8MHz left fallow after 6 months of faff

Following six months of consultation Ofcom has decided it can't decide what to do with 8MHz of sub-1GHz spectrum, so will do nothing until after the general election.

Not that the election is supposed to be the important factor - officially the regulator is waiting to see if the EU's boffins can get GSM-R (GSM for Railways) working with short range devices and RFID tags, but despite the much publicised scarcity of radio space it seems few people are interested in a pair of 4MHz channels even if they are in the right part of the spectrum.

The two slots starts at 827 and 917MHz, which should be prime spectrum with good range and in-building penetration. But 4MHz is quite narrow (3G requires slots 5MHz wide, though 4G is more flexible) and these particular slots are adjacent to existing operators. That means anyone deploying a national network would have to shell out for additional filters for the neighbours, at an estimated cost of £5.4m.

But it's not just the neighbours that lower the value of these particular slots - mobile network operators (whose willingness to pay high prices is what drives radio-spectrum valuations) like spectrum that's also available in other countries so they can reduce costs through economies of scale. That makes some chunks of radio extremely valuable, while other bits can't be given away.

Giving it away was one of the options considered by Ofcom in its consultation, published last August. Short Range Devices (SRDs) and RFID (Radio Frequency Identity) applications could fill the space, though the lack of international agreements would demand that such devices were UK-specific.

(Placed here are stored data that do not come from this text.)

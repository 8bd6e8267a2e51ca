//! Error types for apitrail-core.

use thiserror::Error;

/// Result type alias for apitrail-core operations.
pub type Result<T> = std::result::Result<T, EvolError>;

/// Errors that can occur while analyzing a package.
///
/// Per-file parse failures are not errors: they are recorded as
/// [`crate::parser::Diagnostic`]s and extraction carries on.
#[derive(Error, Debug)]
pub enum EvolError {
    /// A requested version is not known to the version provider.
    #[error("Version {version} not found for package {package}")]
    VersionNotFound {
        /// Package that was queried.
        package: String,
        /// Version that could not be found.
        version: String,
    },

    /// An explicit version list was supplied but it was empty.
    #[error("At least one version must be requested for package {package}")]
    NoVersionsRequested {
        /// Package that was queried.
        package: String,
    },

    /// Request parameters that cannot be combined.
    #[error("Conflicting parameters: {0}")]
    ConflictingParameters(String),

    /// The provider could not supply a source tree for a version.
    #[error("Source for version {version} unavailable: {reason}")]
    SourceUnavailable {
        /// Version whose source was requested.
        version: String,
        /// Description of the failure.
        reason: String,
    },

    /// Diffing a version pair failed. Distinct from a diff with zero changes.
    #[error("Diff {from} -> {to} failed: {reason}")]
    Diff {
        /// Older version of the pair.
        from: String,
        /// Newer version of the pair.
        to: String,
        /// Description of the failure.
        reason: String,
    },

    /// Invalid or unreadable configuration.
    #[error("Configuration error: {0}")]
    Config(String),

    /// IO error reading source files or configuration.
    #[error("IO error: {0}")]
    Io(#[from] std::io::Error),

    /// JSON (de)serialization error for persisted results.
    #[error("JSON error: {0}")]
    Json(#[from] serde_json::Error),
}

impl From<toml::de::Error> for EvolError {
    fn from(err: toml::de::Error) -> Self {
        EvolError::Config(err.to_string())
    }
}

The August consultation presented two alternatives: selling the slots off to the highest bidder, and giving them away for short-range use. Only 21 people managed to respond to that consultation, and few of those responses contributed usefully to the debate, so Ofcom has decided to give it another six months to see what happens.

One thing that might happen is the completion of an EU project to see if radio spectrum can be used simultaneously for GSM-R and SRD/RFID applications, through the simple expedient of banning the latter from being used near railway lines.

The other thing that might happen is the auctioning-off of the Digital Dividend spectrum, which, combined with reallocations necessitated by the merger of T-Mobile and Orange, is likely to change the perceived value of UK radio spectrum radically.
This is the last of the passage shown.